Sgominare la mafia del Ponente. Anche un pm ravennate

Il sostituto procuratore Buganè Pedretti si è occupata delle indagini come applicata alla Dda genovese

Sgominare la mafia del Ponente. Anche un pm ravennate

Sgominare la mafia del Ponente. Anche un pm ravennate

C’è anche un ’pezzetto’ di Ravenna nell’operazione che nei giorni scorsi ha consentito di smantellare un sodalizio criminale attivo nelle riviera ligure di Ponente. Il sostituto procuratore Francesca Buganè Pedretti, oggi in forza alla procura ravennate, all’epoca, in forza alla procura di Imperia, si è occupata dell’inchiesta in quanto applicata alla Dda di Genova. Le verifiche della guardia di Finanza hanno in particolare portato alla notifica di un’ordinanza di custodia cautelare nei confronti di 26 persone per traffico di sostanze stupefacenti e associazione per delinquere di stampo mafioso: per 23 si sono aperte le porte del carcere mentre 3 sono finite ai domiciliari.

In particolare 17 degli arrestati, sono accusati di fare parte di un’associazione collegata ad articolazioni di ‘ndrangheta residenti in Calabria, da anni radicati nella zona di Diano Marina in provincia di Imperia. Il sospetto è che gli accusati si occupassero di acquisto, coltivazione, trasporto e rivendita di cocaina, hashish e marijuana. Avevano a disposizione diverse abitazioni per le riunioni operative durante le quali si decidevano approvvigionamenti di droga, trattative con i fornitori e acquirenti ma anche per custodire, confezionare e cedere lo stupefacente.

Per sviare le indagini, l’organizzazione usava criptofonini - cioè apparecchi non intercettabili - e auto in affitto. A volte la droga veniva trasportata su pullman che viaggiano sulla tratta Reggio Calabria-Ventimiglia. Durante le perquisizioni, i finanzieri hanno trovato anche una pistola.
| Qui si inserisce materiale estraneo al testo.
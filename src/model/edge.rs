// SPDX-FileCopyrightText: 2026 Bruno Meilick
// SPDX-License-Identifier: LicenseRef-Nestdraw-FreeUse-NoCopy-NoDerivatives
//
// All rights reserved.
//
// This file is part of Nestdraw and is proprietary software.
// Unauthorized copying, modification, or distribution is prohibited.

use std::collections::BTreeMap;

use super::ids::{EdgeId, NodeId};

/// A directed connection between two nodes of the same level.
#[derive(Debug, Clone, PartialEq)]
pub struct EdgeRecord {
    id: EdgeId,
    source: NodeId,
    target: NodeId,
    extra: BTreeMap<String, serde_json::Value>,
}

impl EdgeRecord {
    pub fn new(id: EdgeId, source: NodeId, target: NodeId) -> Self {
        Self { id, source, target, extra: BTreeMap::new() }
    }

    pub fn id(&self) -> &EdgeId {
        &self.id
    }

    pub fn source(&self) -> &NodeId {
        &self.source
    }

    pub fn target(&self) -> &NodeId {
        &self.target
    }

    pub fn touches(&self, node_id: &NodeId) -> bool {
        &self.source == node_id || &self.target == node_id
    }

    pub fn extra(&self) -> &BTreeMap<String, serde_json::Value> {
        &self.extra
    }

    pub fn extra_mut(&mut self) -> &mut BTreeMap<String, serde_json::Value> {
        &mut self.extra
    }
}
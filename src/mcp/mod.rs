// SPDX-FileCopyrightText: 2026 Bruno Meilick
// SPDX-License-Identifier: LicenseRef-Nestdraw-FreeUse-NoCopy-NoDerivatives
//
// All rights reserved.
//
// This file is part of Nestdraw and is proprietary software.
// Unauthorized copying, modification, or distribution is prohibited.

//! Model Context Protocol (MCP) server surface.
//!
//! The MCP layer drives the same [`crate::editor::Editor`] the terminal UI uses: navigation,
//! level edits, label search and document persistence, one request at a time.

mod server;
mod types;

pub use server::NestdrawMcp;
Il successo dell’inchiesta, sta nell’avere documentato che gli indagati agivano con modalità di tipo mafioso: imponevano il proprio controllo sui traffici di droga nell’area di Diano Marina e dei comuni vicini attraverso violenze e minacce - talvolta anche con le armi - e mediante l’evocazione del nome della famiglia De Marte-Gioffrè per costringere gli acquirenti a pagare gli acquisiti di stupefacente. Tra le persone coinvolte, figurano anche due minorenni.